WHAT YOU HAVE TO DO:
Please reproduce exactly the lines from the start of the records through the one containing "use once_cell::sync::Lazy;", and nothing more.

RECORD EXTRACTS:
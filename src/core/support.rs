//! Support row rendering
//!
//! Renders one browser's per-version support codes as a single compact
//! glyph string, collapsing consecutive versions with identical support
//! into runs (e.g. `*Chrome*  ◒ᵖ 4¹   ✔ 5+`).

use once_cell::sync::Lazy;
use regex::Regex;
use std::collections::HashMap;

use crate::core::model::BrowserAgent;

/// Supported.
pub const ICON_YES: char = '✔';
/// Not supported (also covers prefix/unofficial/disabled sub-variants).
pub const ICON_NO: char = '✘';
/// Partial support.
pub const ICON_PARTIAL: char = '◒';
/// Informational.
pub const ICON_INFO: char = 'ⓘ';

/// Superscript numeral alphabet used for footnote references.
pub const SUPERSCRIPT_DIGITS: [char; 10] = ['⁰', '¹', '²', '³', '⁴', '⁵', '⁶', '⁷', '⁸', '⁹'];

static ICONS: Lazy<HashMap<char, char>> = Lazy::new(|| {
    HashMap::from([
        ('y', ICON_YES),
        ('n', ICON_NO),
        ('a', ICON_PARTIAL),
        ('i', ICON_INFO),
    ])
});

static FOOTNOTE_REF: Lazy<Regex> = Lazy::new(|| Regex::new(r"#\d").unwrap());

/// Render decimal digits in the superscript alphabet; non-digits are dropped.
pub fn superscript(digits: &str) -> String {
    digits
        .chars()
        .filter_map(|c| c.to_digit(10).map(|d| SUPERSCRIPT_DIGITS[d as usize]))
        .collect()
}

/// A maximal stretch of consecutive versions sharing one collapsed code.
struct Run {
    code: String,
    version: String,
    continues: bool,
}

/// Collapse code variants: prefix ("p"), unofficial ("u") and disabled ("d")
/// all display as not supported.
fn collapse(code: &str) -> String {
    code.chars()
        .map(|c| match c {
            'p' | 'u' | 'd' => 'n',
            other => other,
        })
        .collect()
}

fn render_run(run: &Run) -> Option<String> {
    let icon = run.code.chars().next().and_then(|c| ICONS.get(&c).copied())?;
    let mut out = String::new();
    out.push(icon);
    if run.code.contains('x') {
        out.push('ᵖ');
    }
    out.push(' ');
    out.push_str(&run.version);
    if run.continues {
        out.push('+');
    }
    for reference in FOOTNOTE_REF.find_iter(&run.code) {
        out.push_str(&superscript(&reference.as_str()[1..]));
    }
    Some(out)
}

/// Render one browser's support row against a feature's version→code map.
///
/// Returns `None` when the browser has no recorded codes for the feature,
/// so that it contributes no line to the feature's support block.
pub fn render_support_row(
    agent: &BrowserAgent,
    stats: &HashMap<String, String>,
) -> Option<String> {
    let mut runs: Vec<Run> = Vec::new();
    for version in agent.versions.iter().flatten() {
        let Some(raw) = stats.get(version) else {
            continue;
        };
        let code = collapse(raw);
        match runs.last_mut() {
            Some(last) if last.code == code => last.continues = true,
            _ => runs.push(Run {
                code,
                version: version.clone(),
                continues: false,
            }),
        }
    }

    let rendered: Vec<String> = runs.iter().filter_map(render_run).collect();
    if rendered.is_empty() {
        return None;
    }
    Some(format!("*{}*  {}", agent.browser, rendered.join("   ")))
}
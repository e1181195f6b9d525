use super::{AppResult, AppState, INDEX_HTML};
use axum::{
    body::Bytes,
    extract::State,
    http::header,
    response::{Html, IntoResponse, Json},
    routing::{any, post},
    Router,
};
use serde::Serialize;
use serde_json::Value;
use tower_http::trace::TraceLayer;

const TRY_HINT: &str = "Try / or /briefing";

pub fn create_router(state: AppState) -> Router {
    Router::new()
        .route("/", any(index))
        .route("/ingest", post(ingest).fallback(try_hint))
        .route("/briefing", any(briefing))
        .fallback(try_hint)
        .layer(TraceLayer::new_for_http())
        .with_state(state)
}

async fn index() -> Html<&'static str> {
    Html(INDEX_HTML)
}

async fn try_hint() -> &'static str {
    TRY_HINT
}

#[derive(Serialize)]
struct IngestResponse {
    ok: bool,
    count: usize,
}

/// POST /ingest — `{ "source"?: string, "text": string }`
///
/// The body is parsed leniently: any Content-Type, and a body that is not
/// JSON is treated the same as one without `text`.
async fn ingest(State(state): State<AppState>, body: Bytes) -> AppResult<Json<IngestResponse>> {
    let payload: Value = serde_json::from_slice(&body).unwrap_or(Value::Null);
    let source = payload["source"].as_str();
    let text = payload["text"].as_str();

    let outcome = state.feedback.ingest(source, text)?;
    tracing::info!(
        source = %outcome.entry.source,
        count = outcome.count,
        "Feedback ingested"
    );

    Ok(Json(IngestResponse {
        ok: true,
        count: outcome.count,
    }))
}

/// GET /briefing — plain-text briefing, cached for the configured TTL.
async fn briefing(State(state): State<AppState>) -> AppResult<impl IntoResponse> {
    let briefing = state.briefing_engine.briefing().await?;
    Ok((
        [
            (header::CONTENT_TYPE, "text/plain; charset=utf-8"),
            (
                header::HeaderName::from_static("x-briefing-cached"),
                if briefing.cached { "true" } else { "false" },
            ),
        ],
        briefing.text,
    ))
}
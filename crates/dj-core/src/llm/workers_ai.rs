use super::{non_blank, TextGenerator};
use crate::error::GenerationError;
use async_trait::async_trait;
use serde_json::Value;

const PROVIDER: &str = "workers_ai";
const DEFAULT_BASE_URL: &str = "https://api.cloudflare.com/client/v4";

/// Cloudflare Workers AI over its REST API.
pub struct WorkersAiGenerator {
    client: reqwest::Client,
    base_url: String,
    account_id: String,
    api_token: String,
    model: String,
}

impl WorkersAiGenerator {
    pub fn new(
        client: reqwest::Client,
        base_url: Option<String>,
        account_id: String,
        api_token: String,
        model: String,
    ) -> Self {
        Self {
            client,
            base_url: base_url
                .unwrap_or_else(|| DEFAULT_BASE_URL.into())
                .trim_end_matches('/')
                .to_string(),
            account_id,
            api_token,
            model,
        }
    }

    fn run_url(&self) -> String {
        format!(
            "{}/accounts/{}/ai/run/{}",
            self.base_url, self.account_id, self.model
        )
    }
}

/// Pull the reply text out of a Workers AI response.
///
/// The REST API wraps the model output in `result`; bindings return it bare.
/// Either shape may use `response` or `output_text`.
fn extract_text(body: &Value) -> Option<String> {
    let scopes = [&body["result"], body];
    scopes.iter().find_map(|scope| {
        non_blank(scope["response"].as_str()).or_else(|| non_blank(scope["output_text"].as_str()))
    })
}

#[async_trait]
impl TextGenerator for WorkersAiGenerator {
    fn name(&self) -> &str {
        PROVIDER
    }

    async fn generate(&self, prompt: &str) -> Result<String, GenerationError> {
        let body = serde_json::json!({
            "messages": [{ "role": "user", "content": prompt }],
        });

        let response = self
            .client
            .post(self.run_url())
            .bearer_auth(&self.api_token)
            .json(&body)
            .send()
            .await
            .map_err(|e| GenerationError::Unreachable {
                provider: PROVIDER.into(),
                message: e.to_string(),
            })?;

        let status = response.status();
        if !status.is_success() {
            let error_body = response.text().await.unwrap_or_default();
            return Err(GenerationError::Http {
                provider: PROVIDER.into(),
                status: status.as_u16(),
                body: error_body,
            });
        }

        let resp: Value = response.json().await.map_err(|e| GenerationError::Malformed {
            provider: PROVIDER.into(),
            message: e.to_string(),
        })?;

        extract_text(&resp).ok_or_else(|| GenerationError::Empty {
            provider: PROVIDER.into(),
        })
    }
}

#[cfg(test)]
mod tests {
    use super::*;
    use serde_json::json;

    #[test]
    fn test_extract_from_rest_envelope() {
        let body = json!({"success": true, "result": {"response": "TOP THEMES\n- a"}});
        assert_eq!(extract_text(&body).as_deref(), Some("TOP THEMES\n- a"));
    }

    #[test]
    fn test_extract_from_bare_shapes() {
        assert_eq!(extract_text(&json!({"response": "r"})).as_deref(), Some("r"));
        assert_eq!(extract_text(&json!({"output_text": "o"})).as_deref(), Some("o"));
    }

    #[test]
    fn test_blank_or_missing_text_is_none() {
        assert_eq!(extract_text(&json!({"result": {"response": "   "}})), None);
        assert_eq!(extract_text(&json!({"result": {"usage": {}}})), None);
        assert_eq!(extract_text(&json!(null)), None);
    }

    #[test]
    fn test_run_url() {
        let gen = WorkersAiGenerator::new(
            reqwest::Client::new(),
            Some("http://localhost:8000/v4/".into()),
            "acct".into(),
            "token".into(),
            "@cf/meta/llama-3.1-8b-instruct".into(),
        );
        assert_eq!(
            gen.run_url(),
            "http://localhost:8000/v4/accounts/acct/ai/run/@cf/meta/llama-3.1-8b-instruct"
        );
    }

    #[tokio::test]
    async fn test_unreachable_endpoint() {
        let gen = WorkersAiGenerator::new(
            reqwest::Client::new(),
            // Nothing listens on port 9 locally
            Some("http://127.0.0.1:9".into()),
            "acct".into(),
            "token".into(),
            "m".into(),
        );
        let err = gen.generate("prompt").await.unwrap_err();
        assert!(matches!(err, GenerationError::Unreachable { .. }));
    }
}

THE COMPLETED TASK:
filename src/core/support.rs
//! Support row rendering
//!
//! Renders one browser's per-version support codes as a single compact
//! glyph string, collapsing consecutive versions with identical support
//! into runs (e.g. `*Chrome*  ◒ᵖ 4¹   ✔ 5+`).

use once_cell::sync::Lazy;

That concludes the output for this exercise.